| Problem statement |
Copy the records below character for character.

------ Available records

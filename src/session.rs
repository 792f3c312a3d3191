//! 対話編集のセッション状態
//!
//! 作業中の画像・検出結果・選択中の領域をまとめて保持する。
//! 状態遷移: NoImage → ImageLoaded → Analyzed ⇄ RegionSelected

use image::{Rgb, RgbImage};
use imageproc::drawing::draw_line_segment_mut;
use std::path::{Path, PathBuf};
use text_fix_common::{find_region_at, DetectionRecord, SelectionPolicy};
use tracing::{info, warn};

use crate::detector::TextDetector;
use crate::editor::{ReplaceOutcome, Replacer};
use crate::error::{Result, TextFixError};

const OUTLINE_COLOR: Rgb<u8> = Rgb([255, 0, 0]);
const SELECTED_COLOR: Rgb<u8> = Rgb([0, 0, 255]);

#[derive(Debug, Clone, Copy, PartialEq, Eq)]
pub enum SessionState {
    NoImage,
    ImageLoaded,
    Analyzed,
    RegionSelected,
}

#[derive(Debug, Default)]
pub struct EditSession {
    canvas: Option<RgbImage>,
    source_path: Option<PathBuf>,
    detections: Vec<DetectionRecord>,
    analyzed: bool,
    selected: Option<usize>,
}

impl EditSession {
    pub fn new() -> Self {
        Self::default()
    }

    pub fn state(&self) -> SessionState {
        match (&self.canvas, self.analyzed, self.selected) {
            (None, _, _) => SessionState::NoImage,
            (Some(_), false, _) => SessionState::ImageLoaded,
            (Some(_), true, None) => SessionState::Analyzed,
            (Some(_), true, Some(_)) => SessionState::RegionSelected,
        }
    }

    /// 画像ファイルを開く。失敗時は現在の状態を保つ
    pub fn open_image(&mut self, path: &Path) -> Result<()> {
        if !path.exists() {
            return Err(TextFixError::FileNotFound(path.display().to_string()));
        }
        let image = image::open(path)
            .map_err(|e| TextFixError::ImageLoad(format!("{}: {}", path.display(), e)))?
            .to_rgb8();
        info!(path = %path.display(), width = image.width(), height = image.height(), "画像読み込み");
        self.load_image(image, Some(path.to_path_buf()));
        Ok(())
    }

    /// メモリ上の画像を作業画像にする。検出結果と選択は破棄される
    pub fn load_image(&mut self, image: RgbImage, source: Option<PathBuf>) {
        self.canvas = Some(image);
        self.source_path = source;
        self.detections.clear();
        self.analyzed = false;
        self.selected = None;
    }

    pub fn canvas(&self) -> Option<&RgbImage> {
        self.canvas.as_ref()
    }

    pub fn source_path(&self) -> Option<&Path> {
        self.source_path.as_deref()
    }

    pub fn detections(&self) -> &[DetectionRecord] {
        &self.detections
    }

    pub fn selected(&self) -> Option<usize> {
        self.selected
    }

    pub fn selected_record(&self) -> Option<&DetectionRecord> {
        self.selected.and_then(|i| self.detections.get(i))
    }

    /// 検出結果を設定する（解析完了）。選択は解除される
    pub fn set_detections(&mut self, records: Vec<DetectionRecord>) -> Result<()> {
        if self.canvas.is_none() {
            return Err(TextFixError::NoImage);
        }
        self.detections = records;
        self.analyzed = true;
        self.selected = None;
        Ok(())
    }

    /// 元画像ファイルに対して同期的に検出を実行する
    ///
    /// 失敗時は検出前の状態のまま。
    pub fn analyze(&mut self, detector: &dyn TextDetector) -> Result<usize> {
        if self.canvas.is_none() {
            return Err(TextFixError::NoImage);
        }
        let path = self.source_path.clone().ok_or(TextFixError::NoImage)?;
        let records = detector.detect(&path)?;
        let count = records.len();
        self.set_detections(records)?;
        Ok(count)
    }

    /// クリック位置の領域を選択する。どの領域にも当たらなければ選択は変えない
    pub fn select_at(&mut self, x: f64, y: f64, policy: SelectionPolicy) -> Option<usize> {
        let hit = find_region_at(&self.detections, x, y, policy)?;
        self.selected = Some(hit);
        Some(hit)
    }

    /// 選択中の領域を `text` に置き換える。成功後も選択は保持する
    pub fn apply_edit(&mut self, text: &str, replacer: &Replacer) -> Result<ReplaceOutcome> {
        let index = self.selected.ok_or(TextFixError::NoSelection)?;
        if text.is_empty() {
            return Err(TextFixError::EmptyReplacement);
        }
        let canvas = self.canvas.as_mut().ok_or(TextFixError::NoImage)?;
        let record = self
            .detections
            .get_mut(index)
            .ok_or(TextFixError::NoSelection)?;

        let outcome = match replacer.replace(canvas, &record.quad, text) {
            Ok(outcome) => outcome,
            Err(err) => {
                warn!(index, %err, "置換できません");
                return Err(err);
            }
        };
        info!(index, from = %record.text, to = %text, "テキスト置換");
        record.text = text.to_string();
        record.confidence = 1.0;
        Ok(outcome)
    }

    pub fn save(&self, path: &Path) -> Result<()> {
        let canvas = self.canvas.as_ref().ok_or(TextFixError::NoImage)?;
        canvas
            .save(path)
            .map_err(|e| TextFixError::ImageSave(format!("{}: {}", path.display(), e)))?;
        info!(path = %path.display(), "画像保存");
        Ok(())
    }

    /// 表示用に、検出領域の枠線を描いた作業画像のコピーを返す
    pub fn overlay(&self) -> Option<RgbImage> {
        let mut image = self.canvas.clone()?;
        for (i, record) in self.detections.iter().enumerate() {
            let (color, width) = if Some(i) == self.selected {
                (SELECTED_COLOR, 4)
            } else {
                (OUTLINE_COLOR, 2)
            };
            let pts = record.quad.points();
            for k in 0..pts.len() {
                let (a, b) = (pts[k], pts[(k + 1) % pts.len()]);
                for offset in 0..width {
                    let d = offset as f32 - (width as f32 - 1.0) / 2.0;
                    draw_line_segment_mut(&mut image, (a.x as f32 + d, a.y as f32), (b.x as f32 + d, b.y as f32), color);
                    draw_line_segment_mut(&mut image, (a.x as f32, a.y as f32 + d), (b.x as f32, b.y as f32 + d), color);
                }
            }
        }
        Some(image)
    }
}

------------

| Expected answer |
filename src/session.rs
repository 792f3c312a3d3191
//! 対話編集のセッション状態
//!
//! 作業中の画像・検出結果・選択中の領域をまとめて保持する。
//! 状態遷移: NoImage → ImageLoaded → Analyzed ⇄ RegionSelected

use image::{Rgb, RgbImage};
use imageproc::drawing::draw_line_segment_mut;
use std::path::{Path, PathBuf};
use text_fix_common::{find_region_at, DetectionRecord, SelectionPolicy};
use tracing::{info, warn};

use crate::detector::TextDetector;
use crate::editor::{ReplaceOutcome, Replacer};
use crate::error::{Result, TextFixError};

const OUTLINE_COLOR: Rgb<u8> = Rgb([255, 0, 0]);
const SELECTED_COLOR: Rgb<u8> = Rgb([0, 0, 255]);

#[derive(Debug, Clone, Copy, PartialEq, Eq)]
pub enum SessionState {
    NoImage,
    ImageLoaded,
    Analyzed,
    RegionSelected,
}

#[derive(Debug, Default)]
pub struct EditSession {
    canvas: Option<RgbImage>,
    source_path: Option<PathBuf>,
    detections: Vec<DetectionRecord>,
    analyzed: bool,
    selected: Option<usize>,
}

impl EditSession {
    pub fn new() -> Self {
        Self::default()
    }

    pub fn state(&self) -> SessionState {
        match (&self.canvas, self.analyzed, self.selected) {
            (None, _, _) => SessionState::NoImage,
            (Some(_), false, _) => SessionState::ImageLoaded,
            (Some(_), true, None) => SessionState::Analyzed,
            (Some(_), true, Some(_)) => SessionState::RegionSelected,
        }
    }

    /// 画像ファイルを開く。失敗時は現在の状態を保つ
    pub fn open_image(&mut self, path: &Path) -> Result<()> {
        if !path.exists() {
            return Err(TextFixError::FileNotFound(path.display().to_string()));
        }
        let image = image::open(path)
            .map_err(|e| TextFixError::ImageLoad(format!("{}: {}", path.display(), e)))?
            .to_rgb8();
        info!(path = %path.display(), width = image.width(), height = image.height(), "画像読み込み");
        self.load_image(image, Some(path.to_path_buf()));
        Ok(())
    }

    /// メモリ上の画像を作業画像にする。検出結果と選択は破棄される
    pub fn load_image(&mut self, image: RgbImage, source: Option<PathBuf>) {
        self.canvas = Some(image);
        self.source_path = source;
        self.detections.clear();
        self.analyzed = false;
        self.selected = None;
    }

    pub fn canvas(&self) -> Option<&RgbImage> {
        self.canvas.as_ref()
    }

    pub fn source_path(&self) -> Option<&Path> {
        self.source_path.as_deref()
    }

    pub fn detections(&self) -> &[DetectionRecord] {
        &self.detections
    }

    pub fn selected(&self) -> Option<usize> {
        self.selected
    }

    pub fn selected_record(&self) -> Option<&DetectionRecord> {
        self.selected.and_then(|i| self.detections.get(i))
    }

    /// 検出結果を設定する（解析完了）。選択は解除される
    pub fn set_detections(&mut self, records: Vec<DetectionRecord>) -> Result<()> {
        if self.canvas.is_none() {
            return Err(TextFixError::NoImage);
        }
        self.detections = records;
        self.analyzed = true;
        self.selected = None;
        Ok(())
    }

    /// 元画像ファイルに対して同期的に検出を実行する
    ///
    /// 失敗時は検出前の状態のまま。
    pub fn analyze(&mut self, detector: &dyn TextDetector) -> Result<usize> {
        if self.canvas.is_none() {
            return Err(TextFixError::NoImage);
        }
        let path = self.source_path.clone().ok_or(TextFixError::NoImage)?;
        let records = detector.detect(&path)?;
        let count = records.len();
        self.set_detections(records)?;
        Ok(count)
    }

    /// クリック位置の領域を選択する。どの領域にも当たらなければ選択は変えない
    pub fn select_at(&mut self, x: f64, y: f64, policy: SelectionPolicy) -> Option<usize> {
        let hit = find_region_at(&self.detections, x, y, policy)?;
        self.selected = Some(hit);
        Some(hit)
    }

    /// 選択中の領域を `text` に置き換える。成功後も選択は保持する
    pub fn apply_edit(&mut self, text: &str, replacer: &Replacer) -> Result<ReplaceOutcome> {
        let index = self.selected.ok_or(TextFixError::NoSelection)?;
        if text.is_empty() {
            return Err(TextFixError::EmptyReplacement);
        }
        let canvas = self.canvas.as_mut().ok_or(TextFixError::NoImage)?;
        let record = self
            .detections
            .get_mut(index)
            .ok_or(TextFixError::NoSelection)?;

        let outcome = match replacer.replace(canvas, &record.quad, text) {
            Ok(outcome) => outcome,
            Err(err) => {
                warn!(index, %err, "置換できません");
                return Err(err);
            }
        };
        info!(index, from = %record.text, to = %text, "テキスト置換");
        record.text = text.to_string();
        record.confidence = 1.0;
        Ok(outcome)
    }

    pub fn save(&self, path: &Path) -> Result<()> {
        let canvas = self.canvas.as_ref().ok_or(TextFixError::NoImage)?;
        canvas
            .save(path)
            .map_err(|e| TextFixError::ImageSave(format!("{}: {}", path.display(), e)))?;
        info!(path = %path.display(), "画像保存");
        Ok(())
    }

    /// 表示用に、検出領域の枠線を描いた作業画像のコピーを返す
    pub fn overlay(&self) -> Option<RgbImage> {
        let mut image = self.canvas.clone()?;
        for (i, record) in self.detections.iter().enumerate() {
            let (color, width) = if Some(i) == self.selected {
                (SELECTED_COLOR, 4)
            } else {
                (OUTLINE_COLOR, 2)
            };
            let pts = record.quad.points();
            for k in 0..pts.len() {
                let (a, b) = (pts[k], pts[(k + 1) % pts.len()]);
                for offset in 0..width {
                    let d = offset as f32 - (width as f32 - 1.0) / 2.0;
                    draw_line_segment_mut(&mut image, (a.x as f32 + d, a.y as f32), (b.x as f32 + d, b.y as f32), color);
                    draw_line_segment_mut(&mut image, (a.x as f32, a.y as f32 + d), (b.x as f32, b.y as f32 + d), color);
                }
            }
        }
        Some(image)
    }
}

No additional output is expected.